* [Exercise requirements]:
For this exercise, copy each line of the records that contains the word "MIDI".

[Saved data entries]
* * *
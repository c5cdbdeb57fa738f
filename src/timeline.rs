//! MIDI note timeline: active notes, archived history, and the pause-aware
//! transport.
//!
//! Times are logical seconds (wall clock minus accumulated pause). A note's
//! visual length is frozen at note-off so later scroll-speed changes or
//! pauses never alter bars that have already been released.

use log::trace;
use crate::types::{note_name, TransportClock};

pub const SCROLL_SPEED_MIN: f32 = 10.0;
pub const SCROLL_SPEED_MAX: f32 = 500.0;
pub const DEFAULT_SCROLL_SPEED: f32 = 100.0;

/// A currently-sounding note.
#[derive(Debug, Clone, Copy)]
pub struct ActiveNote {
    /// Logical start time (seconds)
    pub start: f64,
    pub velocity: u8,
}

/// A released note, with its bar height frozen at release time.
#[derive(Debug, Clone, Copy)]
pub struct CompletedNote {
    pub note: u8,
    pub start: f64,
    pub end: f64,
    pub velocity: u8,
    /// Bar height in pixels, `(end - start) * scroll_speed` at release
    pub visual_length: f32,
}

pub struct NoteTimeline {
    /// At most one active entry per MIDI note number; re-trigger replaces.
    active: [Option<ActiveNote>; 128],
    active_count: usize,
    history: Vec<CompletedNote>,
    scroll_speed: f32,
    clock: TransportClock,
}

impl NoteTimeline {
    pub fn new() -> Self {
        Self {
            active: [None; 128],
            active_count: 0,
            history: Vec::new(),
            scroll_speed: DEFAULT_SCROLL_SPEED,
            clock: TransportClock::new(),
        }
    }

    // ── Transport ───────────────────────────────────────────────────────

    pub fn pause(&mut self, now: f64) {
        self.clock.pause(now);
    }

    pub fn play(&mut self, now: f64) {
        self.clock.resume(now);
    }

    pub fn toggle_pause(&mut self, now: f64) {
        self.clock.toggle(now);
    }

    pub fn is_playing(&self) -> bool {
        self.clock.is_playing()
    }

    /// Logical time for the given wall time.
    pub fn logical(&self, now: f64) -> f64 {
        self.clock.logical(now)
    }

    // ── Configuration ───────────────────────────────────────────────────

    /// Scroll speed in pixels per second, clamped to the supported range.
    /// Only affects active notes and future releases.
    pub fn set_scroll_speed(&mut self, pixels_per_second: f32) {
        self.scroll_speed = pixels_per_second.clamp(SCROLL_SPEED_MIN, SCROLL_SPEED_MAX);
    }

    pub fn scroll_speed(&self) -> f32 {
        self.scroll_speed
    }

    // ── Note events ─────────────────────────────────────────────────────

    /// Note-on from the MIDI collaborator. Out-of-range notes are ignored;
    /// a re-trigger while already sounding replaces the stale entry.
    pub fn note_on(&mut self, note: u8, velocity: u8, now: f64) {
        if note > 127 {
            return;
        }
        let start = self.logical(now);
        let slot = &mut self.active[note as usize];
        if slot.is_none() {
            self.active_count += 1;
        }
        *slot = Some(ActiveNote { start, velocity });
        trace!("timeline: {} on at {:.3}s vel={}", note_name(note), start, velocity);
    }

    /// Note-off: archive the note with its frozen visual length. An off
    /// without a matching on is a no-op.
    pub fn note_off(&mut self, note: u8, now: f64) {
        if note > 127 {
            return;
        }
        if let Some(active) = self.active[note as usize].take() {
            self.active_count -= 1;
            let end = self.logical(now).max(active.start);
            self.history.push(CompletedNote {
                note,
                start: active.start,
                end,
                velocity: active.velocity,
                visual_length: ((end - active.start) * self.scroll_speed as f64) as f32,
            });
        }
    }

    pub fn clear(&mut self) {
        self.active = [None; 128];
        self.active_count = 0;
        self.history.clear();
    }

    // ── Queries ─────────────────────────────────────────────────────────

    pub fn active_count(&self) -> usize {
        self.active_count
    }

    pub fn history(&self) -> &[CompletedNote] {
        &self.history
    }

    pub fn iter_active(&self) -> impl Iterator<Item = (u8, &ActiveNote)> {
        self.active
            .iter()
            .enumerate()
            .filter_map(|(n, slot)| slot.as_ref().map(|a| (n as u8, a)))
    }

    /// Drop archived notes whose bars have scrolled fully above the canvas.
    /// The bottom edge of an archived bar sits at
    /// `canvas_height - (logical_now - end) * scroll_speed`.
    pub fn prune(&mut self, canvas_height: f32, now: f64) {
        let logical_now = self.logical(now);
        let speed = self.scroll_speed;
        self.history.retain(|n| {
            let y_bottom = canvas_height - ((logical_now - n.end) as f32 * speed);
            y_bottom >= 0.0
        });
    }
}

impl Default for NoteTimeline {
    fn default() -> Self {
        Self::new()
    }
}

#[cfg(test)]
mod tests {
    use super::*;

    #[test]
    fn test_note_lifecycle() {
        let mut t = NoteTimeline::new();
        t.note_on(60, 80, 1.0);
        assert_eq!(t.active_count(), 1);
        t.note_off(60, 1.5);
        assert_eq!(t.active_count(), 0);
        assert_eq!(t.history().len(), 1);
        let n = t.history()[0];
        assert_eq!(n.note, 60);
        assert_eq!(n.velocity, 80);
        assert!(n.start <= n.end);
        assert!(n.visual_length >= 0.0);
        // Duplicate off is a no-op
        t.note_off(60, 2.0);
        assert_eq!(t.history().len(), 1);
    }

    #[test]
    fn test_off_without_on_is_noop() {
        let mut t = NoteTimeline::new();
        t.note_off(60, 1.0);
        assert_eq!(t.history().len(), 0);
        assert_eq!(t.active_count(), 0);
    }

    #[test]
    fn test_retrigger_replaces() {
        let mut t = NoteTimeline::new();
        t.note_on(60, 50, 1.0);
        t.note_on(60, 100, 2.0);
        assert_eq!(t.active_count(), 1);
        t.note_off(60, 3.0);
        assert_eq!(t.history().len(), 1, "re-trigger replaces, never stacks");
        let n = t.history()[0];
        assert_eq!(n.velocity, 100);
        assert_eq!(n.start, 2.0);
    }

    #[test]
    fn test_visual_length_frozen_at_release() {
        let mut t = NoteTimeline::new();
        t.set_scroll_speed(100.0);
        t.note_on(69, 100, 0.0);
        t.note_off(69, 0.5);
        let len = t.history()[0].visual_length;
        assert!((len - 50.0).abs() < 1e-3, "0.5s at 100px/s = 50px, got {}", len);

        // Changing speed afterwards must not touch the archived bar
        t.set_scroll_speed(400.0);
        assert_eq!(t.history()[0].visual_length, len);

        // But a new note archived at the new speed uses it
        t.note_on(70, 100, 1.0);
        t.note_off(70, 1.5);
        assert!((t.history()[1].visual_length - 200.0).abs() < 1e-3);
    }

    #[test]
    fn test_scroll_speed_clamped() {
        let mut t = NoteTimeline::new();
        t.set_scroll_speed(1.0);
        assert_eq!(t.scroll_speed(), SCROLL_SPEED_MIN);
        t.set_scroll_speed(9999.0);
        assert_eq!(t.scroll_speed(), SCROLL_SPEED_MAX);
    }

    #[test]
    fn test_pause_freezes_durations() {
        let mut t = NoteTimeline::new();
        t.set_scroll_speed(100.0);
        t.note_on(60, 80, 0.0);
        t.pause(1.0);
        t.pause(5.0); // idempotent
        assert!(!t.is_playing());
        // 9 wall seconds pass while paused
        t.play(10.0);
        t.note_off(60, 10.5);
        // Logical duration: 1s before pause + 0.5s after = 1.5s
        let n = t.history()[0];
        assert!((n.visual_length - 150.0).abs() < 1e-3, "{}", n.visual_length);
    }

    #[test]
    fn test_prune_drops_offscreen_bars() {
        let mut t = NoteTimeline::new();
        t.set_scroll_speed(100.0);
        t.note_on(60, 80, 0.0);
        t.note_off(60, 1.0);
        // Bar bottom at h - (now-1)*100; with h=400 it leaves at now=5
        t.prune(400.0, 4.0);
        assert_eq!(t.history().len(), 1);
        t.prune(400.0, 6.0);
        assert_eq!(t.history().len(), 0);
    }

    #[test]
    fn test_clear_empties_all() {
        let mut t = NoteTimeline::new();
        t.note_on(60, 80, 0.0);
        t.note_on(64, 80, 0.0);
        t.note_off(60, 1.0);
        t.clear();
        assert_eq!(t.active_count(), 0);
        assert_eq!(t.history().len(), 0);
        assert_eq!(t.iter_active().count(), 0);
    }
}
* * *
* [Exercise result]:
//! MIDI note timeline: active notes, archived history, and the pause-aware
    /// At most one active entry per MIDI note number; re-trigger replaces.
    /// Note-on from the MIDI collaborator. Out-of-range notes are ignored;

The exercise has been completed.